DeGolyer and MacNaughton
5001 Spring Valley Road
Suite 800 East
Dallas, Texas 75244
February 9, 2018
Penn Virginia Corporation
14701 Saint Mary's Lane
Suite 275
Houston, Texas 77079
Ladies and Gentlemen:
Pursuant to your request, we have prepared estimates of the extent and value of the net proved oil, condensate, natural gas liquids (NGL), and gas reserves, as of December 31, 2017, of certain properties in which Penn Virginia Corporation (Penn Virginia) has represented that it owns an interest. This evaluation was completed on February 9, 2018. Penn Virginia has represented that these properties account for 100 percent of Penn Virginia’s net proved reserves as of December 31, 2017. The properties evaluated herein are located in Oklahoma and Texas. The net proved reserves estimates have been prepared in accordance with the reserves definitions of Rules 4-10(a) (1)-(32) of Regulation S-X of the Securities and Exchange Commission (SEC) of the United States. This report was prepared in accordance with guidelines specified in Item 1202 (a)(8) of Regulation S-K and is to be used for inclusion in certain SEC filings by Penn Virginia.
Reserves estimates included herein are expressed as net reserves. Gross reserves are defined as the total estimated petroleum remaining to be produced from these properties after December 31, 2017. Net reserves are defined as that portion of the gross reserves attributable to the interests owned by Penn Virginia after deducting all interests owned by others.
Estimates of oil, condensate, NGL, and gas reserves and future net revenue should be regarded only as estimates that may change as further production history and additional information become available. Not only are such reserves and revenue estimates based on that information which is currently available, but such estimates are also subject to the uncertainties inherent in the application of judgmental factors in interpreting such information.
Data used in this evaluation were obtained from reviews with Penn Virginia personnel, from Penn Virginia files, from records on file with the appropriate regulatory agencies, and from public sources. In the preparation of this report we have relied, without independent verification, upon such information furnished by Penn Virginia with respect to property interests, production from such properties, current costs of operation and development, current prices for production, agreements relating to current and future operations and sale of production, and various other information and data that were accepted as represented. A field examination of the properties was not considered necessary for the purposes of this report.
Methodology and Procedures
Estimates of reserves were prepared by the use of appropriate geologic, petroleum engineering, and evaluation principles and techniques that are in accordance with practices generally recognized by the petroleum industry, which are presented in the publication of the Society of Petroleum Engineers PRMS and publications of the Society of Petroleum Evaluation Engineers Monograph III and IV.

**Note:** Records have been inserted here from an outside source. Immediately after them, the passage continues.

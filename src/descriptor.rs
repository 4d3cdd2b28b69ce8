//! Reading `sce_sys/param.json` descriptors and deriving identity from them.

use regex::Regex;
use serde_json::Value;
use std::collections::VecDeque;
use std::path::{Path, PathBuf};
use std::sync::LazyLock;
use tracing::debug;

/// Metadata subdirectory every content root carries.
pub const METADATA_DIR: &str = "sce_sys";
pub const DESCRIPTOR_FILE: &str = "param.json";
/// Cover art names inside the metadata directory, best first.
pub const ICON_CANDIDATES: &[&str] = &[
    "icon0.png",
    "icon0.jpg",
    "icon0.jpeg",
    "icon.png",
    "cover.png",
    "cover.jpg",
    "tile0.png",
];
pub const IDENTITY_PREFIX: &str = "PPSA";

static IDENTITY_RE: LazyLock<Regex> =
    LazyLock::new(|| Regex::new(r"(?i)PPSA\d{4,6}").expect("static regex"));
static BARE_DIGITS_RE: LazyLock<Regex> =
    LazyLock::new(|| Regex::new(r"\b(\d{5})\b").expect("static regex"));
static IDENTITY_DIR_RE: LazyLock<Regex> =
    LazyLock::new(|| Regex::new(r"(?i)^PPSA\d{4,6}(?:[-_].+)?$").expect("static regex"));
static ICON_NAME_RE: LazyLock<Regex> = LazyLock::new(|| {
    Regex::new(r"(?i)^(icon0|icon|cover|tile0)\.(png|jpg|jpeg)$").expect("static regex")
});
static SDK_RE: LazyLock<Regex> =
    LazyLock::new(|| Regex::new(r"^0[xX]([0-9A-Fa-f]{2})").expect("static regex"));
static DIGITS_RE: LazyLock<Regex> = LazyLock::new(|| Regex::new(r"\d+").expect("static regex"));

/// Parsed descriptor. Every field is optional; unknown fields are ignored.
#[derive(Debug, Clone, Default, PartialEq)]
pub struct Descriptor {
    pub title_name: Option<String>,
    /// `localizedParameters` entries in file order: locale tag and its title, if any.
    pub localized: Vec<(String, Option<String>)>,
    pub content_id: Option<String>,
    pub content_version: Option<String>,
    pub sdk_version: Option<String>,
    pub default_language: Option<String>,
    pub sku_hint: Option<String>,
    /// Compact re-serialization, searched for an identity when `content_id` has none.
    pub raw: String,
}

fn string_field(value: &Value, key: &str) -> Option<String> {
    value
        .get(key)
        .and_then(Value::as_str)
        .map(str::trim)
        .filter(|s| !s.is_empty())
        .map(str::to_string)
}

impl Descriptor {
    /// Builds a descriptor from descriptor text. `None` unless the text is a JSON object.
    pub fn parse(text: &str) -> Option<Self> {
        let text = text.strip_prefix('\u{feff}').unwrap_or(text);
        let value: Value = serde_json::from_str(text).ok()?;
        Self::from_value(&value)
    }

    pub fn from_value(value: &Value) -> Option<Self> {
        if !value.is_object() {
            return None;
        }
        let mut localized = Vec::new();
        let mut localized_default = None;
        if let Some(map) = value.get("localizedParameters").and_then(Value::as_object) {
            for (key, entry) in map {
                if key == "defaultLanguage" {
                    localized_default = entry.as_str().map(str::to_string);
                    continue;
                }
                localized.push((key.clone(), string_field(entry, "titleName")));
            }
        }
        Some(Self {
            title_name: string_field(value, "titleName"),
            localized,
            content_id: string_field(value, "contentId"),
            content_version: string_field(value, "contentVersion"),
            sdk_version: string_field(value, "sdkVersion")
                .or_else(|| string_field(value, "requiredSystemSoftwareVersion")),
            default_language: string_field(value, "defaultLanguage").or(localized_default),
            sku_hint: find_sku(value),
            raw: value.to_string(),
        })
    }

    /// Identity from the content id, else from anywhere in the descriptor.
    pub fn identity_key(&self) -> Option<String> {
        self.content_id
            .as_deref()
            .and_then(extract_identity_key)
            .or_else(|| extract_identity_key(&self.raw))
    }

    pub fn display_title(&self) -> Option<String> {
        resolve_display_title(self, None)
    }

    fn localized_title(&self, key: &str) -> Option<&str> {
        self.localized
            .iter()
            .find(|(k, _)| k == key)
            .and_then(|(_, title)| title.as_deref())
    }
}

/// Reads and parses a descriptor. Any I/O or parse failure yields `None`.
pub async fn read_descriptor(path: &Path) -> Option<Descriptor> {
    let text = match tokio::fs::read_to_string(path).await {
        Ok(text) => text,
        Err(e) => {
            debug!("Cannot read descriptor {:?}: {}", path, e);
            return None;
        }
    };
    let parsed = Descriptor::parse(&text);
    if parsed.is_none() {
        debug!("Descriptor {:?} is not a JSON object", path);
    }
    parsed
}

/// Picks the best title for `preferred_region`, falling back through
/// the descriptor's default language, language prefix, English, then any.
pub fn resolve_display_title(desc: &Descriptor, preferred_region: Option<&str>) -> Option<String> {
    if let Some(title) = &desc.title_name {
        return Some(title.clone());
    }
    if desc.localized.is_empty() {
        return None;
    }
    let region = preferred_region
        .or(desc.default_language.as_deref())
        .unwrap_or("en-US")
        .trim();

    if let Some(title) = desc.localized_title(region) {
        return Some(title.to_string());
    }
    if !region.is_empty() {
        let upper = region.to_ascii_uppercase();
        let region_suffix = format!("-{upper}");
        for (key, title) in &desc.localized {
            let Some(title) = title else { continue };
            let key_upper = key.to_ascii_uppercase();
            if key_upper == upper || (region.len() == 2 && key_upper.ends_with(&region_suffix)) {
                return Some(title.clone());
            }
        }
    }
    let language = match region.split_once('-') {
        Some((lang, _)) => Some(lang),
        None if region.len() == 2 => Some(region),
        None => None,
    };
    if let Some(lang) = language.map(str::to_ascii_lowercase) {
        for (key, title) in &desc.localized {
            if let Some(title) = title {
                if key.to_ascii_lowercase().starts_with(&lang) {
                    return Some(title.clone());
                }
            }
        }
    }
    for fallback in ["en-US", "en-GB"] {
        if let Some(title) = desc.localized_title(fallback) {
            return Some(title.to_string());
        }
    }
    desc.localized
        .iter()
        .find_map(|(_, title)| title.clone())
}

/// `PPSA` followed by 4-6 digits, uppercased; a lone 5-digit number gets the prefix.
pub fn extract_identity_key(text: &str) -> Option<String> {
    if let Some(m) = IDENTITY_RE.find(text) {
        return Some(m.as_str().to_ascii_uppercase());
    }
    BARE_DIGITS_RE
        .captures(text)
        .map(|caps| format!("{IDENTITY_PREFIX}{}", &caps[1]))
}

/// Matches identity-named folders such as `PPSA01234` or `PPSA01234-app`.
pub fn is_identity_dir_name(name: &str) -> bool {
    IDENTITY_DIR_RE.is_match(name)
}

pub fn is_metadata_dir_name(name: &str) -> bool {
    name.eq_ignore_ascii_case(METADATA_DIR)
}

pub fn is_icon_name(name: &str) -> bool {
    ICON_NAME_RE.is_match(name)
}

/// Keeps ASCII alphanumerics, uppercased.
pub fn normalize_sku(raw: &str) -> Option<String> {
    let sku: String = raw
        .chars()
        .filter(char::is_ascii_alphanumeric)
        .map(|c| c.to_ascii_uppercase())
        .collect();
    (!sku.is_empty()).then_some(sku)
}

/// First string under a key containing "sku", searched depth first.
fn find_sku(value: &Value) -> Option<String> {
    match value {
        Value::Object(map) => {
            for (key, entry) in map {
                if key.to_ascii_lowercase().contains("sku") {
                    if let Some(sku) = entry.as_str().and_then(normalize_sku) {
                        return Some(sku);
                    }
                }
            }
            map.values().find_map(find_sku)
        }
        Value::Array(items) => items.iter().find_map(find_sku),
        _ => None,
    }
}

/// Nearest ancestor (or self) named like an identity folder, at most
/// `max_levels` steps up. A `sce_sys` starting point begins at its parent.
pub fn canonical_content_root(candidate: &Path, max_levels: usize) -> Option<PathBuf> {
    let mut current = candidate;
    if current
        .file_name()
        .is_some_and(|n| is_metadata_dir_name(&n.to_string_lossy()))
    {
        current = current.parent()?;
    }
    for _ in 0..=max_levels {
        if current
            .file_name()
            .is_some_and(|n| is_identity_dir_name(&n.to_string_lossy()))
        {
            return Some(current.to_path_buf());
        }
        current = current.parent()?;
    }
    None
}

/// `"0x05000000"` -> `"5.xx"`.
pub fn format_sdk_version(raw: &str) -> Option<String> {
    let caps = SDK_RE.captures(raw.trim())?;
    let major = u8::from_str_radix(&caps[1], 16).ok()?;
    Some(format!("{major}.xx"))
}

/// `"01.050.000"` -> `"1.05"`.
pub fn format_content_version(raw: &str) -> Option<String> {
    let mut parts = DIGITS_RE.find_iter(raw).map(|m| m.as_str());
    let major: u32 = parts.next()?.parse().ok()?;
    let minor = parts.next()?;
    let minor = if minor.len() > 2 {
        minor[..2].to_string()
    } else {
        format!("{minor:0>2}")
    };
    Some(format!("{major}.{minor}"))
}

/// Finds a cover image for a content root: the fixed candidates in
/// `sce_sys`, then loose icon files in the root, then a shallow search.
pub async fn find_icon(root: &Path) -> Option<PathBuf> {
    let meta = root.join(METADATA_DIR);
    for candidate in ICON_CANDIDATES {
        let path = meta.join(candidate);
        if tokio::fs::metadata(&path).await.is_ok_and(|m| m.is_file()) {
            return Some(path);
        }
    }
    find_file_bfs(root, 2, is_icon_name).await
}

/// Locates the descriptor below an identity folder: `sce_sys/param.json`,
/// a differently-cased `sce_sys`, then a search down to `max_depth`.
pub async fn find_descriptor_in(root: &Path, max_depth: usize) -> Option<PathBuf> {
    let direct = root.join(METADATA_DIR).join(DESCRIPTOR_FILE);
    if tokio::fs::metadata(&direct).await.is_ok_and(|m| m.is_file()) {
        return Some(direct);
    }
    if let Ok(mut entries) = tokio::fs::read_dir(root).await {
        while let Ok(Some(entry)) = entries.next_entry().await {
            let name = entry.file_name().to_string_lossy().into_owned();
            if is_metadata_dir_name(&name) && entry.file_type().await.is_ok_and(|t| t.is_dir()) {
                let candidate = entry.path().join(DESCRIPTOR_FILE);
                if tokio::fs::metadata(&candidate).await.is_ok_and(|m| m.is_file()) {
                    return Some(candidate);
                }
            }
        }
    }
    find_file_bfs(root, max_depth, |name| {
        name.eq_ignore_ascii_case(DESCRIPTOR_FILE)
    })
    .await
}

async fn find_file_bfs<F>(root: &Path, max_depth: usize, matches: F) -> Option<PathBuf>
where
    F: Fn(&str) -> bool,
{
    let mut queue = VecDeque::from([(root.to_path_buf(), 0usize)]);
    while let Some((dir, depth)) = queue.pop_front() {
        let Ok(mut entries) = tokio::fs::read_dir(&dir).await else {
            continue;
        };
        let mut files = Vec::new();
        let mut dirs = Vec::new();
        while let Ok(Some(entry)) = entries.next_entry().await {
            let Ok(file_type) = entry.file_type().await else {
                continue;
            };
            let name = entry.file_name().to_string_lossy().into_owned();
            if file_type.is_file() {
                files.push((name, entry.path()));
            } else if file_type.is_dir() && !crate::walker::is_default_skipped(&name) {
                dirs.push((name, entry.path()));
            }
        }
        files.sort();
        if let Some((_, path)) = files.into_iter().find(|(name, _)| matches(name)) {
            return Some(path);
        }
        if depth < max_depth {
            dirs.sort();
            queue.extend(dirs.into_iter().map(|(_, path)| (path, depth + 1)));
        }
    }
    None
}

A performance-based methodology integrating the appropriate geology and petroleum engineering data was utilized for the evaluation of all reserves categories. Performance-based methodology primarily includes (1) production diagnostics, (2) decline-curve analysis, and (3) model-based analysis (if necessary, based on availability of data). Production diagnostics include data quality control, identification of flow regimes, and characteristic well performance behavior. Analysis was performed for all well groupings (or type-curve areas).

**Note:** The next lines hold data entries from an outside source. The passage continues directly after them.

impl EngineStats {
    pub fn snapshot(&self) -> StatsSnapshot {
        StatsSnapshot {
            files_streamed: self.files_streamed.load(Ordering::Relaxed),
            bytes_streamed: self.bytes_streamed.load(Ordering::Relaxed),
            renames: self.renames.load(Ordering::Relaxed),
            verify_failures: self.verify_failures.load(Ordering::Relaxed),
        }
    }
}

/// Removes a temporary tree on drop unless it was promoted.
struct TempTree {
    path: PathBuf,
    armed: bool,
}

impl TempTree {
    fn new(path: PathBuf) -> Self {
        Self { path, armed: true }
    }

    fn disarm(&mut self) {
        self.armed = false;
    }
}

impl Drop for TempTree {
    fn drop(&mut self) {
        if !self.armed {
            return;
        }
        match fs::remove_dir_all(&self.path) {
            Ok(()) => debug!("Removed temporary tree {:?}", self.path),
            Err(e) if e.kind() == io::ErrorKind::NotFound => {}
            Err(e) => warn!("Failed to remove temporary tree {:?}: {}", self.path, e),
        }
    }
}

/// `<dest>.tmp-<pid>-<random>` next to `dest`.
pub fn temp_sibling(dest: &Path) -> VaultResult<PathBuf> {
    let name = dest
        .file_name()
        .ok_or_else(|| VaultError::InvalidPath(format!("{} has no file name", dest.display())))?;
    let mut suffix = Uuid::new_v4().simple().to_string();
    suffix.truncate(8);
    let temp = format!(
        "{}.tmp-{}-{}",
        name.to_string_lossy(),
        std::process::id(),
        suffix
    );
    Ok(dest.with_file_name(temp))
}

#[cfg(unix)]
fn is_cross_device(err: &io::Error) -> bool {
    err.raw_os_error() == Some(libc::EXDEV)
}

#[cfg(not(unix))]
fn is_cross_device(_err: &io::Error) -> bool {
    false
}

fn remove_if_present(path: &Path) {
    if let Err(e) = fs::remove_file(path) {
        if e.kind() != io::ErrorKind::NotFound {
            debug!("Could not remove {:?}: {}", path, e);
        }
    }
}

fn rel_string(rel: &Path) -> String {
    rel.to_string_lossy().replace('\\', "/")
}

#[derive(Clone)]
pub struct LocalEngine {
    config: Arc<EngineConfig>,
    devices: Arc<dyn DeviceIds>,
    verifier: Arc<dyn CopyVerifier>,
    stats: Arc<EngineStats>,
}
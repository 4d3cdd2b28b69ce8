//! `LIST` output parsing (Unix `ls -l` style and DOS/IIS style).

use chrono::NaiveDate;
use serde::Serialize;

#[derive(Debug, Clone, Copy, PartialEq, Eq, Serialize)]
#[serde(rename_all = "lowercase")]
pub enum RemoteKind {
    File,
    Dir,
    Link,
}

#[derive(Debug, Clone, PartialEq, Eq, Serialize)]
pub struct RemoteEntry {
    pub name: String,
    pub kind: RemoteKind,
    pub size: u64,
}

impl RemoteEntry {
    pub fn file(name: impl Into<String>, size: u64) -> Self {
        Self {
            name: name.into(),
            kind: RemoteKind::File,
            size,
        }
    }

    pub fn dir(name: impl Into<String>) -> Self {
        Self {
            name: name.into(),
            kind: RemoteKind::Dir,
            size: 0,
        }
    }

    pub fn is_dir(&self) -> bool {
        self.kind == RemoteKind::Dir
    }

    pub fn is_file(&self) -> bool {
        self.kind == RemoteKind::File
    }
}

/// Parses one listing line; `None` for totals, `.`/`..` and unrecognized lines.
pub fn parse_line(line: &str) -> Option<RemoteEntry> {
    let line = line.trim_end_matches(['\r', '\n']);
    if line.trim().is_empty() || line.starts_with("total ") {
        return None;
    }
    let entry = parse_unix(line).or_else(|| parse_dos(line))?;
    if entry.name == "." || entry.name == ".." {
        None
    } else {
        Some(entry)
    }
}

pub fn parse_listing<S: AsRef<str>>(lines: &[S]) -> Vec<RemoteEntry> {
    lines.iter().filter_map(|l| parse_line(l.as_ref())).collect()
}

/// Splits off `n` whitespace-separated fields, returning them and the rest verbatim.
fn split_fields(line: &str, n: usize) -> Option<(Vec<&str>, &str)> {
    let mut fields = Vec::with_capacity(n);
    let mut rest = line.trim_start();
    for _ in 0..n {
        let end = rest.find(char::is_whitespace)?;
        fields.push(&rest[..end]);
        rest = rest[end..].trim_start();
    }
    Some((fields, rest))
}

// drwxr-xr-x 1 owner group 4096 Jan 01 12:00 name
fn parse_unix(line: &str) -> Option<RemoteEntry> {
    let kind = match line.chars().next()? {
        'd' => RemoteKind::Dir,
        'l' => RemoteKind::Link,
        '-' => RemoteKind::File,
        _ => return None,
    };
    let perms = line.get(1..10)?;
    if !perms.chars().all(|c| "rwxsStTl-".contains(c)) {
        return None;
    }
    let (fields, name) = split_fields(line, 8)?;
    let size = fields[4].parse().ok()?;
    let name = match kind {
        RemoteKind::Link => name.split(" -> ").next().unwrap_or(name),
        _ => name,
    };
    if name.is_empty() {
        return None;
    }
    Some(RemoteEntry {
        name: name.to_string(),
        kind,
        size,
    })
}

// 01-31-24  12:00PM       <DIR>          name
// 01-31-24  12:00PM            12345 name
fn parse_dos(line: &str) -> Option<RemoteEntry> {
    let (fields, name) = split_fields(line, 3)?;
    NaiveDate::parse_from_str(fields[0], "%m-%d-%y")
        .or_else(|_| NaiveDate::parse_from_str(fields[0], "%m-%d-%Y"))
        .ok()?;
    if name.is_empty() {
        return None;
    }
    if fields[2].eq_ignore_ascii_case("<DIR>") {
        Some(RemoteEntry::dir(name))
    } else {
        Some(RemoteEntry::file(name, fields[2].parse().ok()?))
    }
}

#[cfg(test)]
mod tests {
    use super::*;

    #[test]
    fn test_unix_lines() {
        let lines = [
            "total 8",
            "drwxr-xr-x   2 root root     4096 Jan 01 12:00 .",
            "drwxr-xr-x   2 root root     4096 Jan 01 12:00 ..",
            "drwxr-xr-x   2 root root     4096 Jan 01 12:00 sce_sys",
            "-rw-r--r--   1 root root  1048576 Mar 15  2023 eboot.bin",
            "-rw-r--r--   1 root root       12 Mar 15  2023 name with  spaces.txt",
            "lrwxrwxrwx   1 root root        7 Mar 15  2023 link -> target",
        ];
        let entries = parse_listing(&lines);
        assert_eq!(
            entries,
            vec![
                RemoteEntry::dir("sce_sys"),
                RemoteEntry::file("eboot.bin", 1_048_576),
                RemoteEntry::file("name with  spaces.txt", 12),
                RemoteEntry {
                    name: "link".into(),
                    kind: RemoteKind::Link,
                    size: 7
                },
            ]
        );
    }

    #[test]
    fn test_dos_lines() {
        let lines = [
            "01-31-24  12:00PM       <DIR>          PPSA01234",
            "01-31-2024  09:15AM            2048 param.json",
        ];
        let entries = parse_listing(&lines);
        assert_eq!(
            entries,
            vec![RemoteEntry::dir("PPSA01234"), RemoteEntry::file("param.json", 2048)]
        );
    }

    #[test]
    fn test_garbage_is_ignored() {
        assert_eq!(parse_line("hello"), None);
        assert_eq!(parse_line(""), None);
        assert_eq!(parse_line("-rw-r--r-- 1 root root notanumber Jan 01 12:00 x"), None);
    }
}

Characteristic rate-decline profiles from diagnostic interpretation were translated to modified hyperbolic rate profiles, including one or multiple b-exponent values followed by an exponential decline. Based on the availability of data, model-based analysis may be integrated to evaluate long-term decline behavior, the impact of dynamic reservoir and fracture parameters on well performance, and complex situations sourced by the nature of unconventional reservoirs. The methodology used for the



Exhibit 99.1

analysis was tempered by experience with similar reservoirs, stage of development, quality and completeness of basic data, production history, and the appropriate reserves definitions.

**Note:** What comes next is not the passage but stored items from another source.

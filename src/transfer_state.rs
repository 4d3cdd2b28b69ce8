//! Per-item state for a transfer request and the report it produces.

use chrono::{DateTime, Utc};
use serde::{Deserialize, Serialize};
use tracing::debug;

use crate::errors::{VaultError, VaultResult};

/// Lifecycle of one request item.
#[derive(Debug, Clone, Copy, PartialEq, Eq, Serialize, Deserialize)]
#[serde(rename_all = "kebab-case")]
pub enum ItemPhase {
    Pending,
    ResolvingDescriptor,
    TargetComputed,
    ConflictChecked,
    Copying,
    Moving,
    Uploading,
    Created,
    Copied,
    Moved,
    Uploaded,
    Skipped,
    Error,
}

impl ItemPhase {
    pub fn is_terminal(self) -> bool {
        matches!(
            self,
            ItemPhase::Created
                | ItemPhase::Copied
                | ItemPhase::Moved
                | ItemPhase::Uploaded
                | ItemPhase::Skipped
                | ItemPhase::Error
        )
    }

    fn can_advance_to(self, next: ItemPhase) -> bool {
        use ItemPhase::*;
        if self.is_terminal() {
            return false;
        }
        // any live item can end as skipped or failed
        if matches!(next, Skipped | Error) {
            return true;
        }
        matches!(
            (self, next),
            (Pending, ResolvingDescriptor)
                | (ResolvingDescriptor, TargetComputed)
                | (TargetComputed, ConflictChecked)
                | (ConflictChecked, Created | Copying | Moving | Uploading)
                | (Copying, Copied)
                | (Moving, Moved)
                | (Uploading, Uploaded)
        )
    }
}

#[derive(Debug, Clone, Copy, PartialEq, Eq, Hash, Serialize, Deserialize)]
#[serde(rename_all = "lowercase")]
pub enum ItemOutcome {
    Created,
    Copied,
    Moved,
    Uploaded,
    Skipped,
    Error,
}

impl ItemOutcome {
    pub fn is_success(self) -> bool {
        matches!(
            self,
            ItemOutcome::Created | ItemOutcome::Copied | ItemOutcome::Moved | ItemOutcome::Uploaded
        )
    }

    fn from_phase(phase: ItemPhase) -> Option<Self> {
        Some(match phase {
            ItemPhase::Created => ItemOutcome::Created,
            ItemPhase::Copied => ItemOutcome::Copied,
            ItemPhase::Moved => ItemOutcome::Moved,
            ItemPhase::Uploaded => ItemOutcome::Uploaded,
            ItemPhase::Skipped => ItemOutcome::Skipped,
            ItemPhase::Error => ItemOutcome::Error,
            _ => return None,
        })
    }
}

#[derive(Debug, Clone, PartialEq, Eq, Serialize, Deserialize)]
#[serde(rename_all = "camelCase")]
pub struct TransferItemResult {
    pub source_path: String,
    pub target_path: Option<String>,
    pub outcome: ItemOutcome,
    #[serde(skip_serializing_if = "Option::is_none")]
    pub error_detail: Option<String>,
    pub bytes: u64,
}

/// Tracks one item through its phases.
#[derive(Debug)]
pub struct ItemTracker {
    index: usize,
    source_path: String,
    target_path: Option<String>,
    phase: ItemPhase,
    bytes: u64,
}

impl ItemTracker {
    pub fn new(index: usize, source_path: impl Into<String>) -> Self {
        Self {
            index,
            source_path: source_path.into(),
            target_path: None,
            phase: ItemPhase::Pending,
            bytes: 0,
        }
    }

    pub fn phase(&self) -> ItemPhase {
        self.phase
    }

    pub fn advance(&mut self, next: ItemPhase) -> VaultResult<()> {
        if !self.phase.can_advance_to(next) {
            return Err(VaultError::Internal(format!(
                "item {} cannot go from {:?} to {:?}",
                self.index, self.phase, next
            )));
        }
        debug!("Item {}: {:?} -> {:?}", self.index, self.phase, next);
        self.phase = next;
        Ok(())
    }

    pub fn set_target(&mut self, target: impl Into<String>) {
        self.target_path = Some(target.into());
    }

    pub fn add_bytes(&mut self, bytes: u64) {
        self.bytes += bytes;
    }

    /// Finishes the item in `terminal`, which must be reachable from the
    /// current phase.
    pub fn finish(mut self, terminal: ItemPhase, detail: Option<String>) -> VaultResult<TransferItemResult> {
        self.advance(terminal)?;
        let outcome = ItemOutcome::from_phase(terminal)
            .ok_or_else(|| VaultError::Internal(format!("{terminal:?} is not terminal")))?;
        Ok(TransferItemResult {
            source_path: self.source_path,
            target_path: self.target_path,
            outcome,
            error_detail: detail,
            bytes: self.bytes,
        })
    }

    /// Ends the item as failed from whatever phase it reached.
    pub fn fail(self, err: &VaultError) -> TransferItemResult {
        let (outcome, detail) = if err.is_cancelled() {
            (ItemOutcome::Skipped, "cancelled".to_string())
        } else {
            (ItemOutcome::Error, err.to_string())
        };
        TransferItemResult {
            source_path: self.source_path,
            target_path: self.target_path,
            outcome,
            error_detail: Some(detail),
            bytes: self.bytes,
        }
    }
}

#[derive(Debug, Clone, Default, PartialEq, Eq, Serialize, Deserialize)]
#[serde(rename_all = "camelCase")]
pub struct OutcomeCounts {
    pub created: usize,
    pub copied: usize,
    pub moved: usize,
    pub uploaded: usize,
    pub skipped: usize,
    pub errors: usize,
}

impl OutcomeCounts {
    fn record(&mut self, outcome: ItemOutcome) {
        match outcome {
            ItemOutcome::Created => self.created += 1,
            ItemOutcome::Copied => self.copied += 1,
            ItemOutcome::Moved => self.moved += 1,
            ItemOutcome::Uploaded => self.uploaded += 1,
            ItemOutcome::Skipped => self.skipped += 1,
            ItemOutcome::Error => self.errors += 1,
        }
    }

    pub fn succeeded(&self) -> usize {
        self.created + self.copied + self.moved + self.uploaded
    }
}

/// Ordered results for a whole request.
#[derive(Debug, Clone, Serialize, Deserialize)]
#[serde(rename_all = "camelCase")]
pub struct TransferReport {
    pub items: Vec<TransferItemResult>,
    pub counts: OutcomeCounts,
    pub total_bytes: u64,
    pub cancelled: bool,
    pub started_at: DateTime<Utc>,
    pub finished_at: Option<DateTime<Utc>>,
}

impl Default for TransferReport {
    fn default() -> Self {
        Self::new()
    }
}

impl TransferReport {
    pub fn new() -> Self {
        Self {
            items: Vec::new(),
            counts: OutcomeCounts::default(),
            total_bytes: 0,
            cancelled: false,
            started_at: Utc::now(),
            finished_at: None,
        }
    }

    pub fn push(&mut self, result: TransferItemResult) {
        self.counts.record(result.outcome);
        self.total_bytes += result.bytes;
        self.items.push(result);
    }

    /// Records an item that was never started because the request was cancelled.
    pub fn push_not_started(&mut self, source_path: impl Into<String>) {
        self.push(TransferItemResult {
            source_path: source_path.into(),
            target_path: None,
            outcome: ItemOutcome::Skipped,
            error_detail: Some("cancelled".into()),
            bytes: 0,
        });
    }

    pub fn finish(mut self) -> Self {
        self.finished_at = Some(Utc::now());
        self
    }

    pub fn has_errors(&self) -> bool {
        self.counts.errors > 0
    }

    pub fn duration_ms(&self) -> Option<i64> {
        self.finished_at
            .map(|end| (end - self.started_at).num_milliseconds())
    }
}

#[cfg(test)]
mod tests {
    use super::*;

    fn through_conflict_check(tracker: &mut ItemTracker) {
        tracker.advance(ItemPhase::ResolvingDescriptor).unwrap();
        tracker.advance(ItemPhase::TargetComputed).unwrap();
        tracker.advance(ItemPhase::ConflictChecked).unwrap();
    }

    #[test]
    fn test_happy_path() {
        let mut tracker = ItemTracker::new(0, "/src/GameA");
        through_conflict_check(&mut tracker);
        tracker.set_target("/dst/Game A/PPSA00001");
        tracker.advance(ItemPhase::Copying).unwrap();
        tracker.add_bytes(1024);
        let result = tracker.finish(ItemPhase::Copied, None).unwrap();
        assert_eq!(result.outcome, ItemOutcome::Copied);
        assert_eq!(result.bytes, 1024);
        assert_eq!(result.target_path.as_deref(), Some("/dst/Game A/PPSA00001"));
    }

    #[test]
    fn test_illegal_transitions() {
        let mut tracker = ItemTracker::new(0, "/src");
        assert!(tracker.advance(ItemPhase::Copying).is_err());
        through_conflict_check(&mut tracker);
        tracker.advance(ItemPhase::Moving).unwrap();
        assert!(tracker.advance(ItemPhase::Copied).is_err());
        assert_eq!(tracker.phase(), ItemPhase::Moving);
        assert!(tracker.finish(ItemPhase::Moved, None).is_ok());
    }

    #[test]
    fn test_skip_from_conflict_check() {
        let mut tracker = ItemTracker::new(1, "/src");
        through_conflict_check(&mut tracker);
        let result = tracker
            .finish(ItemPhase::Skipped, Some("target exists".into()))
            .unwrap();
        assert_eq!(result.outcome, ItemOutcome::Skipped);
    }

    #[test]
    fn test_fail_maps_cancellation_to_skipped() {
        let tracker = ItemTracker::new(2, "/src");
        let result = tracker.fail(&VaultError::Cancelled);
        assert_eq!(result.outcome, ItemOutcome::Skipped);
        assert_eq!(result.error_detail.as_deref(), Some("cancelled"));

        let tracker = ItemTracker::new(3, "/src");
        let result = tracker.fail(&VaultError::SourceNotFound("/src".into()));
        assert_eq!(result.outcome, ItemOutcome::Error);
    }

    #[test]
    fn test_report_counts() {
        let mut report = TransferReport::new();
        let mut tracker = ItemTracker::new(0, "/a");
        through_conflict_check(&mut tracker);
        tracker.advance(ItemPhase::Copying).unwrap();
        tracker.add_bytes(10);
        report.push(tracker.finish(ItemPhase::Copied, None).unwrap());
        report.push(ItemTracker::new(1, "/b").fail(&VaultError::Internal("boom".into())));
        report.push_not_started("/c");
        let report = report.finish();

        assert_eq!(report.counts.copied, 1);
        assert_eq!(report.counts.errors, 1);
        assert_eq!(report.counts.skipped, 1);
        assert_eq!(report.counts.succeeded(), 1);
        assert_eq!(report.total_bytes, 10);
        assert!(report.has_errors());
        assert!(report.duration_ms().is_some());

        let json = serde_json::to_value(&report).unwrap();
        assert_eq!(json["items"][0]["outcome"], "copied");
        assert_eq!(json["items"][1]["errorDetail"], "Internal error: boom");
    }
}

In certain cases, when the previously named methods could not be used, reserves were estimated by analogy with similar wells or reservoirs for which more complete data were available.
Based on the current stage of field development, production performance, the development plans provided by Penn Virginia, and the analyses of areas offsetting existing wells with test or production data, reserves were classified as proved.
Penn Virginia has represented that its senior management is committed to the development plan provided by Penn Virginia and that Penn Virginia has the financial capability to drill the locations as scheduled in its development plan.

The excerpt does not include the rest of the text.